Kathy makes a sudden revelation and Connelly does a beautiful job of selling the moment. She doesn't say a word, but her eyes well up and she tenses and we in the audience, because we are human beings with fully functioning eyes and brains, can tell that she has figured something out that's upsetting to her. But Lyman's got to tell us all about it anyway. "All of the sudden, Kathy knew, and she felt..."

Bogus. Totally bogus. Repetitive, silly, completely uncinematic. It just pulls you right out of the moment and reminds you that you're watching a movie that would probably work better as a novel.

Field needs to trust his actors and his camera to tell the story. Simple as that.

I likewise say his film lacks confidence because his last act is a complete cop-out. Characters experience sudden changes of heart that not only stretch the limits of believability, but directly violate the logical sense of the film's first half. And it's not only that I doubt the likelihood of the outcome to Brad and Sarah's infidelity. It's that I think it's an ugly, mean-spirited and almost inhuman way to end the movie.

Without blowing too much, Field wants us to accept what his entire movie seems to argue against. For 120 minutes, he shows us characters struggling with negative urges who eventually lose the fight. It is inevitable, Little Children posits, that we will slowly give in to our base desires. Such is the life of a human being. Then his ending expects us to believe that the deserving characters can turn their urges on and off like a switch, can one night simply decide to be nice people and have their appetites permanently quenched. I call bullshit.

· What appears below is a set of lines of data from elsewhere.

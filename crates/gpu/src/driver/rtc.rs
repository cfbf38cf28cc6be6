//! Runtime kernel compilers (NVRTC, hipRTC).
//!
//! Both share one C API shape: create a program from source, compile with
//! options, then read back either the image or the build log.

use std::ffi::{c_char, c_void, CStr, CString};

use strata_accel_core::DynLib;

type Program = *mut c_void;
type FnCreateProgram = unsafe extern "C" fn(
    prog: *mut Program,
    src: *const c_char,
    name: *const c_char,
    num_headers: i32,
    headers: *const *const c_char,
    include_names: *const *const c_char,
) -> i32;
type FnCompileProgram =
    unsafe extern "C" fn(prog: Program, num_options: i32, options: *const *const c_char) -> i32;
type FnGetSize = unsafe extern "C" fn(prog: Program, size: *mut usize) -> i32;
type FnGetBytes = unsafe extern "C" fn(prog: Program, out: *mut c_char) -> i32;
type FnDestroyProgram = unsafe extern "C" fn(prog: *mut Program) -> i32;

/// Library candidates and entry points of one runtime compiler.
#[derive(Debug)]
pub struct CompilerSymbols {
    /// Label used in errors
    pub label: &'static str,
    /// Libraries tried in order
    pub libraries: &'static [&'static CStr],
    /// Program creation
    pub create_program: &'static CStr,
    /// Compilation
    pub compile_program: &'static CStr,
    /// Image size
    pub get_code_size: &'static CStr,
    /// Image bytes
    pub get_code: &'static CStr,
    /// Log size
    pub get_log_size: &'static CStr,
    /// Log bytes
    pub get_log: &'static CStr,
    /// Program destruction
    pub destroy_program: &'static CStr,
}

/// NVRTC, producing PTX.
pub static NVRTC: CompilerSymbols = CompilerSymbols {
    label: "NVRTC",
    libraries: &[
        c"libnvrtc.so",
        c"libnvrtc.so.12",
        c"libnvrtc.so.11.2",
        c"nvrtc64_120_0.dll",
        c"nvrtc64_112_0.dll",
    ],
    create_program: c"nvrtcCreateProgram",
    compile_program: c"nvrtcCompileProgram",
    get_code_size: c"nvrtcGetPTXSize",
    get_code: c"nvrtcGetPTX",
    get_log_size: c"nvrtcGetProgramLogSize",
    get_log: c"nvrtcGetProgramLog",
    destroy_program: c"nvrtcDestroyProgram",
};

/// hipRTC, producing an AMD code object.
pub static HIPRTC: CompilerSymbols = CompilerSymbols {
    label: "hipRTC",
    libraries: &[
        c"libhiprtc.so",
        c"libhiprtc.so.6",
        c"libhiprtc.so.5",
        c"hiprtc0507.dll",
    ],
    create_program: c"hiprtcCreateProgram",
    compile_program: c"hiprtcCompileProgram",
    get_code_size: c"hiprtcGetCodeSize",
    get_code: c"hiprtcGetCode",
    get_log_size: c"hiprtcGetProgramLogSize",
    get_log: c"hiprtcGetProgramLog",
    destroy_program: c"hiprtcDestroyProgram",
};

/// Compile `source` and return the loadable image, NUL-terminated so it can
/// be handed straight to `cuModuleLoadData` when it is PTX text.
///
/// The compiler library is opened for the duration of the call only.
pub fn compile(
    compiler: &CompilerSymbols,
    source: &str,
    program_name: &str,
    options: &[&str],
) -> Result<Vec<u8>, String> {
    let lib = DynLib::open_first(compiler.libraries)
        .map_err(|e| format!("{} not available: {}", compiler.label, e))?;

    let create: FnCreateProgram = load_sym!(lib, compiler.create_program);
    let compile_fn: FnCompileProgram = load_sym!(lib, compiler.compile_program);
    let code_size: FnGetSize = load_sym!(lib, compiler.get_code_size);
    let code: FnGetBytes = load_sym!(lib, compiler.get_code);
    let log_size: FnGetSize = load_sym!(lib, compiler.get_log_size);
    let log: FnGetBytes = load_sym!(lib, compiler.get_log);
    let destroy: FnDestroyProgram = load_sym!(lib, compiler.destroy_program);

    let c_source = CString::new(source).map_err(|_| "kernel source contains NUL".to_string())?;
    let c_name = CString::new(program_name).map_err(|_| "program name contains NUL".to_string())?;
    let c_options = options
        .iter()
        .map(|o| CString::new(*o))
        .collect::<Result<Vec<_>, _>>()
        .map_err(|_| "compiler option contains NUL".to_string())?;
    let option_ptrs: Vec<*const c_char> = c_options.iter().map(|o| o.as_ptr()).collect();

    let mut prog: Program = std::ptr::null_mut();
    let rc = unsafe {
        create(
            &mut prog,
            c_source.as_ptr(),
            c_name.as_ptr(),
            0,
            std::ptr::null(),
            std::ptr::null(),
        )
    };
    if rc != 0 {
        return Err(format!("{}: create program failed ({})", compiler.label, rc));
    }

    let result = (|| {
        let rc = unsafe { compile_fn(prog, option_ptrs.len() as i32, option_ptrs.as_ptr()) };
        if rc != 0 {
            let text = read_bytes(prog, log_size, log).unwrap_or_default();
            return Err(format!(
                "{}: compilation failed ({}): {}",
                compiler.label,
                rc,
                String::from_utf8_lossy(&text).trim_end_matches('\0').trim()
            ));
        }
        let mut image = read_bytes(prog, code_size, code)
            .map_err(|rc| format!("{}: reading image failed ({})", compiler.label, rc))?;
        if image.last() != Some(&0) {
            image.push(0);
        }
        Ok(image)
    })();

    unsafe { destroy(&mut prog) };
    result
}

fn read_bytes(prog: Program, size_fn: FnGetSize, bytes_fn: FnGetBytes) -> Result<Vec<u8>, i32> {
    let mut size = 0usize;
    let rc = unsafe { size_fn(prog, &mut size) };
    if rc != 0 {
        return Err(rc);
    }
    let mut buf = vec![0u8; size];
    if size > 0 {
        let rc = unsafe { bytes_fn(prog, buf.as_mut_ptr() as *mut c_char) };
        if rc != 0 {
            return Err(rc);
        }
    }
    Ok(buf)
}

#[cfg(test)]
mod tests {
    use super::*;

    #[test]
    fn test_compiler_tables_are_consistent() {
        for table in [&NVRTC, &HIPRTC] {
            assert!(!table.libraries.is_empty());
            let prefix = if table.label == "NVRTC" { "nvrtc" } else { "hiprtc" };
            for sym in [table.create_program, table.compile_program, table.destroy_program] {
                assert!(sym.to_string_lossy().starts_with(prefix));
            }
        }
    }
}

It's not that the movie has to have a bleak ending necessarily, although an all-around bleak movie like Little Children kind of paints itself into that corner. But Field begins the movie with a problem he has no interest in solving, doesn't solve anything and then pretends he has made a film with a happy ending. Too bad he hasn't. At least, I wasn't happy.

18 comments:

Anonymous said...

You've entirely missed the point on both these films.

With "In the Bedroom" you write that Field is condoning an act of murder, when clearly the opposite is true.

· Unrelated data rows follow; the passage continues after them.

//! Apple Metal vector backend.
//!
//! Compiles the MSL distance kernels with `newLibraryWithSource:` on the
//! default system device and runs each batch as one command buffer over
//! shared-storage buffers.

pub mod ffi;
pub mod kernels;

use std::ffi::c_void;

use parking_lot::Mutex;
use strata_accel_core::kernels::select_k_nearest;
use strata_accel_core::validate::{self, BatchShape};
use strata_accel_core::{
    AccelError, AccelResult, BackendCapabilities, BackendState, BackendType, ComputeBackend,
    DistanceMetric, KnnResults, Lifecycle, VectorBackend,
};

use crate::kernels::{div_ceil, BLOCK};
use crate::probe::{DeviceInfo, ProbeReport};
use ffi::{msg_send, Id, NSUInteger, Selectors, MTL_RESOURCE_STORAGE_MODE_SHARED, NIL};
use kernels::DistanceParams;

const BACKEND: &str = "metal";

/// Probe for a default Metal device.
pub fn probe() -> ProbeReport {
    // SAFETY: the returned device is released before leaving the block.
    let name = unsafe {
        let device = ffi::MTLCreateSystemDefaultDevice();
        if device == NIL {
            return ProbeReport::absent(BackendType::Metal, "no Metal device");
        }
        let sels = Selectors::register();
        let name = ffi::rust_string(msg_send!(Id; device, sels.name));
        msg_send!((); device, sels.release);
        name
    };
    ProbeReport::found(BackendType::Metal, "Metal.framework", vec![name]).with_pipeline()
}

/// Shared-storage `MTLBuffer`, released on drop.
struct MetalBuffer {
    buffer: Id,
    release: ffi::Sel,
}

impl Drop for MetalBuffer {
    fn drop(&mut self) {
        if self.buffer != NIL {
            unsafe { msg_send!((); self.buffer, self.release) };
        }
    }
}

/// Device, queue and pipelines.
struct Session {
    device: Id,
    queue: Id,
    pipelines: [Id; 2],
    sels: Selectors,
    info: DeviceInfo,
}

// SAFETY: Metal device, queue and pipeline objects are thread-safe; all
// encoding happens under the backend's session mutex.
unsafe impl Send for Session {}

impl Session {
    unsafe fn open() -> Result<Self, String> {
        let device = ffi::MTLCreateSystemDefaultDevice();
        if device == NIL {
            return Err("no Metal device available".into());
        }
        let sels = Selectors::register();
        let info = DeviceInfo {
            name: ffi::rust_string(msg_send!(Id; device, sels.name)),
            total_memory: msg_send!(u64; device, sels.recommended_max_working_set_size),
            compute_units: 0,
        };
        let mut session = Self {
            device,
            queue: NIL,
            pipelines: [NIL; 2],
            sels,
            info,
        };

        session.queue = msg_send!(Id; device, session.sels.new_command_queue);
        if session.queue == NIL {
            return Err("failed to create Metal command queue".into());
        }

        let source = ffi::ns_string(kernels::MSL_SOURCE)?;
        let mut error: Id = NIL;
        let library = msg_send!(Id; device, session.sels.new_library_with_source,
            source => Id, NIL => Id, &mut error as *mut Id => *mut Id);
        if library == NIL {
            return Err(format!("MSL compile error: {}", ffi::describe(error)));
        }

        let built = session.build_pipelines(library);
        msg_send!((); library, session.sels.release);
        built?;
        Ok(session)
    }

    unsafe fn build_pipelines(&mut self, library: Id) -> Result<(), String> {
        for (slot, name) in kernels::KERNELS.iter().enumerate() {
            let func = msg_send!(Id; library, self.sels.new_function_with_name, ffi::ns_string(name)? => Id);
            if func == NIL {
                return Err(format!("kernel {} missing from MSL library", name));
            }
            let mut error: Id = NIL;
            let pso = msg_send!(Id; self.device, self.sels.new_compute_pipeline,
                func => Id, &mut error as *mut Id => *mut Id);
            msg_send!((); func, self.sels.release);
            if pso == NIL {
                return Err(format!("pipeline {}: {}", name, ffi::describe(error)));
            }
            self.pipelines[slot] = pso;
        }
        Ok(())
    }

    unsafe fn upload(&self, data: &[f32]) -> Result<MetalBuffer, String> {
        let buffer = msg_send!(Id; self.device, self.sels.new_buffer_with_bytes,
            data.as_ptr() as *const c_void => *const c_void,
            std::mem::size_of_val(data) => NSUInteger,
            MTL_RESOURCE_STORAGE_MODE_SHARED => NSUInteger);
        self.wrap(buffer, std::mem::size_of_val(data))
    }

    unsafe fn alloc(&self, len: usize) -> Result<MetalBuffer, String> {
        let bytes = len * std::mem::size_of::<f32>();
        let buffer = msg_send!(Id; self.device, self.sels.new_buffer_with_length,
            bytes => NSUInteger, MTL_RESOURCE_STORAGE_MODE_SHARED => NSUInteger);
        self.wrap(buffer, bytes)
    }

    fn wrap(&self, buffer: Id, bytes: usize) -> Result<MetalBuffer, String> {
        if buffer == NIL {
            return Err(format!("failed to allocate {} byte Metal buffer", bytes));
        }
        Ok(MetalBuffer {
            buffer,
            release: self.sels.release,
        })
    }

    unsafe fn distance_matrix(
        &self,
        queries: &[f32],
        vectors: &[f32],
        shape: BatchShape,
        metric: DistanceMetric,
    ) -> Result<Vec<f32>, String> {
        let pipeline = match metric {
            DistanceMetric::L2 => self.pipelines[0],
            DistanceMetric::Cosine => self.pipelines[1],
        };
        let params = DistanceParams {
            num_queries: shape.num_queries as u32,
            num_vectors: shape.num_vectors as u32,
            dim: u32::try_from(shape.dim).map_err(|_| format!("dimension {} too large", shape.dim))?,
        };
        if shape.num_queries > u32::MAX as usize {
            return Err(format!("{} queries exceed one dispatch", shape.num_queries));
        }

        let d_queries = self.upload(queries)?;
        let d_vectors = self.upload(vectors)?;
        let d_out = self.alloc(shape.matrix_len())?;

        let cmd = msg_send!(Id; self.queue, self.sels.command_buffer);
        let enc = msg_send!(Id; cmd, self.sels.compute_command_encoder);
        if cmd == NIL || enc == NIL {
            return Err("failed to open Metal command encoder".into());
        }
        msg_send!((); enc, self.sels.set_compute_pipeline, pipeline => Id);
        for (index, buf) in [&d_queries, &d_vectors, &d_out].into_iter().enumerate() {
            msg_send!((); enc, self.sels.set_buffer,
                buf.buffer => Id, 0 => NSUInteger, index => NSUInteger);
        }
        msg_send!((); enc, self.sels.set_bytes,
            &params as *const DistanceParams as *const c_void => *const c_void,
            std::mem::size_of::<DistanceParams>() => NSUInteger,
            3 => NSUInteger);
        let groups_x = div_ceil(params.num_vectors, BLOCK) as NSUInteger;
        let groups_y = div_ceil(params.num_queries, BLOCK) as NSUInteger;
        msg_send!((); enc, self.sels.dispatch_threadgroups,
            groups_x => NSUInteger, groups_y => NSUInteger, 1 => NSUInteger,
            BLOCK as NSUInteger => NSUInteger, BLOCK as NSUInteger => NSUInteger, 1 => NSUInteger);
        msg_send!((); enc, self.sels.end_encoding);
        msg_send!((); cmd, self.sels.commit);
        msg_send!((); cmd, self.sels.wait_until_completed);

        let ptr = msg_send!(*mut c_void; d_out.buffer, self.sels.contents) as *const f32;
        if ptr.is_null() {
            return Err("Metal output buffer has no contents".into());
        }
        Ok(std::slice::from_raw_parts(ptr, shape.matrix_len()).to_vec())
    }
}

impl Drop for Session {
    fn drop(&mut self) {
        unsafe {
            for pso in self.pipelines {
                if pso != NIL {
                    msg_send!((); pso, self.sels.release);
                }
            }
            if self.queue != NIL {
                msg_send!((); self.queue, self.sels.release);
            }
            msg_send!((); self.device, self.sels.release);
        }
    }
}

/// Vector backend on the default Metal device.
#[derive(Default)]
pub struct MetalVectorBackend {
    lifecycle: Lifecycle,
    session: Mutex<Option<Session>>,
    probe: once_cell::sync::OnceCell<ProbeReport>,
}

impl std::fmt::Debug for MetalVectorBackend {
    fn fmt(&self, f: &mut std::fmt::Formatter<'_>) -> std::fmt::Result {
        f.debug_struct("MetalVectorBackend")
            .field("state", &self.lifecycle.state())
            .finish()
    }
}

impl MetalVectorBackend {
    /// Uninitialized backend.
    pub fn new() -> Self {
        Self::default()
    }

    /// Cached probe result.
    pub fn probe(&self) -> &ProbeReport {
        self.probe.get_or_init(probe)
    }

    fn run_matrix(
        &self,
        queries: &[f32],
        vectors: &[f32],
        shape: BatchShape,
        metric: DistanceMetric,
    ) -> AccelResult<Vec<f32>> {
        let guard = self.session.lock();
        let session = guard
            .as_ref()
            .ok_or_else(|| AccelError::not_initialized(BACKEND))?;
        unsafe { session.distance_matrix(queries, vectors, shape, metric) }
            .map_err(|e| AccelError::device(BACKEND, e))
    }
}

impl ComputeBackend for MetalVectorBackend {
    fn name(&self) -> &str {
        BACKEND
    }

    fn backend_type(&self) -> BackendType {
        BackendType::Metal
    }

    fn is_available(&self) -> bool {
        self.lifecycle.is_initialized() || self.probe().is_usable()
    }

    fn capabilities(&self) -> BackendCapabilities {
        if let Some(session) = self.session.lock().as_ref() {
            return BackendCapabilities::vector(session.info.name.clone())
                .with_device(session.info.total_memory, session.info.compute_units);
        }
        let device = self
            .probe()
            .devices
            .first()
            .cloned()
            .unwrap_or_else(|| "metal (no device)".to_string());
        BackendCapabilities::vector(device)
    }

    fn initialize(&self) -> AccelResult<()> {
        self.lifecycle.initialize_with(|| {
            let session = unsafe { Session::open() }.map_err(|e| AccelError::device(BACKEND, e))?;
            tracing::info!(target: "strata::accel::gpu", backend = BACKEND, device = %session.info.name, "Metal backend initialized");
            *self.session.lock() = Some(session);
            Ok(())
        })
    }

    fn shutdown(&self) {
        self.lifecycle.shutdown_with(|| {
            self.session.lock().take();
        });
    }

    fn state(&self) -> BackendState {
        self.lifecycle.state()
    }
}

impl VectorBackend for MetalVectorBackend {
    fn compute_distances(
        &self,
        queries: &[f32],
        vectors: &[f32],
        dim: usize,
        metric: DistanceMetric,
    ) -> AccelResult<Vec<f32>> {
        self.lifecycle.ensure_initialized(BACKEND)?;
        let shape = validate::vector_batch(queries, vectors, dim)?;
        if shape.matrix_len() == 0 {
            return Ok(Vec::new());
        }
        self.run_matrix(queries, vectors, shape, metric)
    }

    fn batch_knn_search(
        &self,
        queries: &[f32],
        vectors: &[f32],
        dim: usize,
        k: usize,
        metric: DistanceMetric,
    ) -> AccelResult<KnnResults> {
        self.lifecycle.ensure_initialized(BACKEND)?;
        let shape = validate::vector_batch(queries, vectors, dim)?;
        if shape.num_vectors == 0 || k == 0 {
            return Ok(vec![Vec::new(); shape.num_queries]);
        }
        let matrix = self.run_matrix(queries, vectors, shape, metric)?;
        Ok(matrix
            .chunks_exact(shape.num_vectors)
            .map(|row| select_k_nearest(row, k))
            .collect())
    }
}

With "Little Children" you write that Field has set out to make a film with a "happy ending." Well, I guess I was watching another film altogether. The ending felt like the rest of the film – melodramatic. This is what Perrotta and Field set out to accomplish. There is nothing happy about it. It is sloppy human behavior dramatized by the characters themselves.

You seem obviously, and I'm sorry to say, embarrassingly bent against Field, and it feels weirdly personal. You say that you have met him and that you find him to be a "tool." What do you mean by that exactly?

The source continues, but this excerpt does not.